Exercise: Every entry should be returned exactly. Omit none of them.

*** Block opens ***

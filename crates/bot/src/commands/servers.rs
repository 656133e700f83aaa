//! `/servers list|start|stop`: guild-scoped game server control.

use std::time::{Duration, Instant};

use anyhow::{Context as _, Result};
use metrics::{counter, histogram};
use serenity::all::{
    CommandInteraction, CommandOptionType, Context, CreateCommand, CreateCommandOption, EditInteractionResponse,
    ResolvedOption, ResolvedValue,
};
use tracing::{error, warn};

use juicebot_core::{GameServers, Requester, TargetState, WorkloadSource};

use super::{respond, GUILD_ONLY};
use crate::render;

pub fn register() -> CreateCommand {
    let server_arg = |what: &str| {
        CreateCommandOption::new(CommandOptionType::String, "server", format!("Server ID to {} (namespace/name)", what))
            .required(true)
    };
    CreateCommand::new("servers")
        .description("Manage game servers")
        .add_option(CreateCommandOption::new(CommandOptionType::SubCommand, "list", "List all game servers"))
        .add_option(
            CreateCommandOption::new(CommandOptionType::SubCommand, "start", "Start a game server")
                .add_sub_option(server_arg("start")),
        )
        .add_option(
            CreateCommandOption::new(CommandOptionType::SubCommand, "stop", "Stop a game server")
                .add_sub_option(server_arg("stop")),
        )
}

/// What the user asked for, decoded from the resolved options.
#[derive(Debug, Clone, PartialEq, Eq)]
pub enum Action<'a> {
    List,
    Toggle(TargetState, Option<&'a str>),
}

pub fn action<'a>(sub: &str, args: &[ResolvedOption<'a>]) -> Option<Action<'a>> {
    let server = args.iter().find_map(|o| match o {
        ResolvedOption { name: "server", value: ResolvedValue::String(s), .. } => Some(*s),
        _ => None,
    });
    match sub {
        "list" => Some(Action::List),
        "start" => Some(Action::Toggle(TargetState::Running, server)),
        "stop" => Some(Action::Toggle(TargetState::Stopped, server)),
        _ => None,
    }
}

pub async fn run<S: WorkloadSource>(
    servers: &GameServers<S>,
    timeout: Duration,
    ctx: &Context,
    command: &CommandInteraction,
) -> Result<()> {
    let Some(guild) = command.guild_id else {
        return respond(ctx, command, GUILD_ONLY).await;
    };
    let options = command.data.options();
    let decoded = match options.first() {
        Some(ResolvedOption { name, value: ResolvedValue::SubCommand(args), .. }) => action(name, args),
        _ => None,
    };
    let Some(decoded) = decoded else {
        return respond(ctx, command, "Please specify a subcommand: list, start, or stop").await;
    };
    let who = Requester::new(guild.to_string(), command.user.id.to_string());

    let content = match decoded {
        Action::Toggle(target, None) => {
            let verb = if target == TargetState::Running { "start" } else { "stop" };
            return respond(ctx, command, format!("Please specify a server ID to {} (format: namespace/name)", verb)).await;
        }
        Action::List => {
            command.defer(&ctx.http).await.context("deferring servers list")?;
            list(servers, timeout, &who).await
        }
        Action::Toggle(target, Some(raw)) => {
            command.defer(&ctx.http).await.context("deferring servers toggle")?;
            toggle(servers, timeout, &who, raw, target).await
        }
    };
    command
        .edit_response(&ctx.http, EditInteractionResponse::new().content(content))
        .await
        .context("editing servers response")?;
    Ok(())
}

async fn list<S: WorkloadSource>(servers: &GameServers<S>, timeout: Duration, who: &Requester) -> String {
    let started = Instant::now();
    let res = tokio::time::timeout(timeout, servers.list(&who.guild_id)).await;
    histogram!("servers_list_ms", started.elapsed().as_secs_f64() * 1000.0);
    match res {
        Ok(Ok(list)) => {
            counter!("servers_list_total", 1u64, "result" => "ok");
            render::list(&list, &who.guild_id)
        }
        Ok(Err(e)) => {
            counter!("servers_list_total", 1u64, "result" => "error");
            error!(error = %e, guild = %who.guild_id, "listing game servers failed");
            render::error(&e)
        }
        Err(_) => {
            counter!("servers_list_total", 1u64, "result" => "timeout");
            warn!(guild = %who.guild_id, timeout_secs = timeout.as_secs(), "listing game servers timed out");
            render::UNAVAILABLE.to_string()
        }
    }
}

async fn toggle<S: WorkloadSource>(
    servers: &GameServers<S>,
    timeout: Duration,
    who: &Requester,
    raw: &str,
    target: TargetState,
) -> String {
    match tokio::time::timeout(timeout, servers.toggle(raw, who, target)).await {
        Ok(Ok(res)) => {
            counter!("servers_toggle_total", 1u64, "outcome" => render::outcome_label(res.outcome));
            render::toggle(&res)
        }
        Ok(Err(e)) => {
            counter!("servers_toggle_total", 1u64, "outcome" => "error");
            error!(error = %e, guild = %who.guild_id, user = %who.user_id, server = %raw, ?target, "toggling game server failed");
            render::error(&e)
        }
        Err(_) => {
            counter!("servers_toggle_total", 1u64, "outcome" => "timeout");
            warn!(guild = %who.guild_id, server = %raw, timeout_secs = timeout.as_secs(), "toggling game server timed out");
            render::UNAVAILABLE.to_string()
        }
    }
}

*** Block closes ***

Solution for this problem:
filename crates/bot/src/commands/servers.rs
repository 656133e700f83aaa
//! `/servers list|start|stop`: guild-scoped game server control.

use std::time::{Duration, Instant};

use anyhow::{Context as _, Result};
use metrics::{counter, histogram};
use serenity::all::{
    CommandInteraction, CommandOptionType, Context, CreateCommand, CreateCommandOption, EditInteractionResponse,
    ResolvedOption, ResolvedValue,
};
use tracing::{error, warn};

use juicebot_core::{GameServers, Requester, TargetState, WorkloadSource};

use super::{respond, GUILD_ONLY};
use crate::render;

pub fn register() -> CreateCommand {
    let server_arg = |what: &str| {
        CreateCommandOption::new(CommandOptionType::String, "server", format!("Server ID to {} (namespace/name)", what))
            .required(true)
    };
    CreateCommand::new("servers")
        .description("Manage game servers")
        .add_option(CreateCommandOption::new(CommandOptionType::SubCommand, "list", "List all game servers"))
        .add_option(
            CreateCommandOption::new(CommandOptionType::SubCommand, "start", "Start a game server")
                .add_sub_option(server_arg("start")),
        )
        .add_option(
            CreateCommandOption::new(CommandOptionType::SubCommand, "stop", "Stop a game server")
                .add_sub_option(server_arg("stop")),
        )
}

/// What the user asked for, decoded from the resolved options.
#[derive(Debug, Clone, PartialEq, Eq)]
pub enum Action<'a> {
    List,
    Toggle(TargetState, Option<&'a str>),
}

pub fn action<'a>(sub: &str, args: &[ResolvedOption<'a>]) -> Option<Action<'a>> {
    let server = args.iter().find_map(|o| match o {
        ResolvedOption { name: "server", value: ResolvedValue::String(s), .. } => Some(*s),
        _ => None,
    });
    match sub {
        "list" => Some(Action::List),
        "start" => Some(Action::Toggle(TargetState::Running, server)),
        "stop" => Some(Action::Toggle(TargetState::Stopped, server)),
        _ => None,
    }
}

pub async fn run<S: WorkloadSource>(
    servers: &GameServers<S>,
    timeout: Duration,
    ctx: &Context,
    command: &CommandInteraction,
) -> Result<()> {
    let Some(guild) = command.guild_id else {
        return respond(ctx, command, GUILD_ONLY).await;
    };
    let options = command.data.options();
    let decoded = match options.first() {
        Some(ResolvedOption { name, value: ResolvedValue::SubCommand(args), .. }) => action(name, args),
        _ => None,
    };
    let Some(decoded) = decoded else {
        return respond(ctx, command, "Please specify a subcommand: list, start, or stop").await;
    };
    let who = Requester::new(guild.to_string(), command.user.id.to_string());

    let content = match decoded {
        Action::Toggle(target, None) => {
            let verb = if target == TargetState::Running { "start" } else { "stop" };
            return respond(ctx, command, format!("Please specify a server ID to {} (format: namespace/name)", verb)).await;
        }
        Action::List => {
            command.defer(&ctx.http).await.context("deferring servers list")?;
            list(servers, timeout, &who).await
        }
        Action::Toggle(target, Some(raw)) => {
            command.defer(&ctx.http).await.context("deferring servers toggle")?;
            toggle(servers, timeout, &who, raw, target).await
        }
    };
    command
        .edit_response(&ctx.http, EditInteractionResponse::new().content(content))
        .await
        .context("editing servers response")?;
    Ok(())
}

async fn list<S: WorkloadSource>(servers: &GameServers<S>, timeout: Duration, who: &Requester) -> String {
    let started = Instant::now();
    let res = tokio::time::timeout(timeout, servers.list(&who.guild_id)).await;
    histogram!("servers_list_ms", started.elapsed().as_secs_f64() * 1000.0);
    match res {
        Ok(Ok(list)) => {
            counter!("servers_list_total", 1u64, "result" => "ok");
            render::list(&list, &who.guild_id)
        }
        Ok(Err(e)) => {
            counter!("servers_list_total", 1u64, "result" => "error");
            error!(error = %e, guild = %who.guild_id, "listing game servers failed");
            render::error(&e)
        }
        Err(_) => {
            counter!("servers_list_total", 1u64, "result" => "timeout");
            warn!(guild = %who.guild_id, timeout_secs = timeout.as_secs(), "listing game servers timed out");
            render::UNAVAILABLE.to_string()
        }
    }
}

async fn toggle<S: WorkloadSource>(
    servers: &GameServers<S>,
    timeout: Duration,
    who: &Requester,
    raw: &str,
    target: TargetState,
) -> String {
    match tokio::time::timeout(timeout, servers.toggle(raw, who, target)).await {
        Ok(Ok(res)) => {
            counter!("servers_toggle_total", 1u64, "outcome" => render::outcome_label(res.outcome));
            render::toggle(&res)
        }
        Ok(Err(e)) => {
            counter!("servers_toggle_total", 1u64, "outcome" => "error");
            error!(error = %e, guild = %who.guild_id, user = %who.user_id, server = %raw, ?target, "toggling game server failed");
            render::error(&e)
        }
        Err(_) => {
            counter!("servers_toggle_total", 1u64, "outcome" => "timeout");
            warn!(guild = %who.guild_id, server = %raw, timeout_secs = timeout.as_secs(), "toggling game server timed out");
            render::UNAVAILABLE.to_string()
        }
    }
}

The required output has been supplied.